Format Extensions Notes
PDF .pdf Text extraction via PDFium (WebAssembly, no CGO)
Word .docx Headings, tables, lists, hyperlinks, comments, math (OMML to LaTeX)
PowerPoint .pptx Slides, tables, notes, image alt text
Excel .xlsx Multi-sheet markdown tables
Excel (legacy) .xls Multi-sheet markdown tables
HTML .html, .htm Full HTML-to-Markdown conversion
RSS/Atom .xml, .rss, .atom Feed items with titles, dates, content
CSV .csv Markdown table with auto charset detection
EPUB .epub Metadata, table of contents, chapter content
Jupyter .ipynb Markdown + fenced code cells with output
Plain text .txt, .md, .json, .jsonl Charset detection and UTF-8 conversion
ZIP .zip Recursively converts supported files inside

Install

go get github.com/conductor-oss/markitdown

Library quick start

package main

import (
	"fmt"
	"log"

	markitdown "github.com/conductor-oss/markitdown"
)

func main() {
	m := markitdown.New()

	// Convert a local file
	result, err := m.ConvertFile("report.pdf")
	if err != nil {
		log.Fatal(err)
	}
	fmt.Println(result.Markdown)
}

More examples

// Convert a URL
result, err := m.ConvertURL("https://example.com/page.html")

// Convert with auto-detection (file path or URL)
result, err := m.Convert("report.pdf")
result, err := m.Convert("https://example.com/page.html")

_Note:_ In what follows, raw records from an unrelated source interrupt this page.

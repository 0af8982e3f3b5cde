use std::fs::{File, OpenOptions};
use std::io::{self, Write};
use std::os::unix::io::AsRawFd;
use std::path::{Path, PathBuf};

/// Exclusive advisory lock on a file next to the server socket, so two
/// servers never bind the same socket path.
///
/// Dropping closes the descriptor, which releases the flock. The lock file
/// itself stays: unlinking it would let a contender that already opened it
/// lock the orphaned inode while a newcomer locks a fresh one.
pub struct FileLock {
    _file: File,
    path: PathBuf,
}

impl FileLock {
    /// Creates the lock file if needed and locks it without blocking.
    /// The lock file contains the process ID for debugging purposes.
    pub fn lock<P: AsRef<Path>>(path: P) -> io::Result<Self> {
        let path = path.as_ref().to_path_buf();

        let mut file = OpenOptions::new()
            .create(true)
            .write(true)
            .truncate(false)
            .open(&path)?;

        Self::try_lock(&file)?;

        // Only rewrite the pid once we own the lock.
        file.set_len(0)?;
        writeln!(file, "{}", std::process::id())?;
        file.flush()?;

        Ok(Self { _file: file, path })
    }

    /// Lock path used for a given socket path.
    pub fn path_for_socket(socket_path: &Path) -> PathBuf {
        let mut name = socket_path.as_os_str().to_owned();
        name.push(".lock");
        PathBuf::from(name)
    }

    fn try_lock(file: &File) -> io::Result<()> {
        use libc::{flock, LOCK_EX, LOCK_NB};

        let fd = file.as_raw_fd();
        let result = unsafe { flock(fd, LOCK_EX | LOCK_NB) };
        if result != 0 {
            return Err(io::Error::last_os_error());
        }
        Ok(())
    }

    /// Get the path of the lock file
    pub fn path(&self) -> &Path {
        &self.path
    }
}

#[cfg(test)]
mod tests {
    use super::*;
    use crate::tmpfs::TempDir;

    #[test]
    fn test_lock_writes_pid() {
        let dir = TempDir::new().unwrap();
        let lock_path = dir.path().join("server.lock");

        let lock = FileLock::lock(&lock_path).expect("Failed to acquire lock");
        assert_eq!(lock.path(), lock_path.as_path());

        let content = std::fs::read_to_string(&lock_path).expect("Failed to read lock file");
        assert_eq!(content.trim(), std::process::id().to_string());
    }

    #[test]
    fn test_double_lock() {
        let dir = TempDir::new().unwrap();
        let lock_path = dir.path().join("server.lock");

        let _lock1 = FileLock::lock(&lock_path).expect("Failed to acquire first lock");

        // flock is per open file description, so a second open conflicts even
        // inside one process.
        assert!(FileLock::lock(&lock_path).is_err());
    }

    #[test]
    fn test_released_on_drop() {
        let dir = TempDir::new().unwrap();
        let lock_path = dir.path().join("server.lock");

        {
            let _lock = FileLock::lock(&lock_path).expect("Failed to acquire lock");
            assert!(lock_path.exists());
        }
        assert!(lock_path.exists());

        let _lock2 = FileLock::lock(&lock_path).expect("Should be able to lock after drop");
    }

    #[test]
    fn test_contender_opened_before_release_still_conflicts() {
        let dir = TempDir::new().unwrap();
        let lock_path = dir.path().join("server.lock");

        let first = FileLock::lock(&lock_path).expect("Failed to acquire lock");
        // Opened while the first holder is alive, locked only after.
        let contender = File::open(&lock_path).unwrap();
        drop(first);

        let _second = FileLock::lock(&lock_path).expect("Failed to lock after release");
        assert!(FileLock::try_lock(&contender).is_err());
    }

    #[test]
    fn test_path_for_socket() {
        assert_eq!(
            FileLock::path_for_socket(Path::new("/run/fs.sock")),
            PathBuf::from("/run/fs.sock.lock")
        );
    }
}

// Convert from a reader with metadata hints
f, _ := os.Open("data.csv")
result, err := m.ConvertReader(f, markitdown.StreamInfo{
	Extension: ".csv",
	MIMEType:  "text/csv",
	Charset:   "shift_jis",
})

// Options
m := markitdown.New(
	markitdown.WithKeepDataURIs(true), // preserve base64 data URIs in output
)

CLI quick start

Build:

go build -o markitdown ./cmd/markitdown

Convert a file to stdout:

Convert and write to a file:

./markitdown -o output.md report.docx

Convert from stdin with format hint:

cat data.csv | ./markitdown -x csv

Convert a URL:

./markitdown https://example.com/page.html

CLI flags

Usage: markitdown [flags] [source]

Arguments:
  source    File path or URL to convert (reads stdin if omitted)

Flags:
  -o, --output string       Output file (default: stdout)
  -x, --extension string    File extension hint for stdin input (e.g. "pdf", ".csv")
  -m, --mime-type string    MIME type hint
  -c, --charset string      Charset hint (e.g. "shift_jis", "utf-8")
  -v, --version             Show version
      --keep-data-uris      Keep full base64-encoded data URIs in output

Notes

  • PDF extraction is text-based; image-only PDFs produce no output without OCR.
  • DOCX math equations (OMML) are converted to LaTeX notation.
  • CJK charset detection works without hints but is most reliable when Charset is provided in StreamInfo.

Acknowledgements

This project is a Go port of Microsoft's markitdown Python library. The original project provides the reference implementation, test fixtures, and design that this port is based on.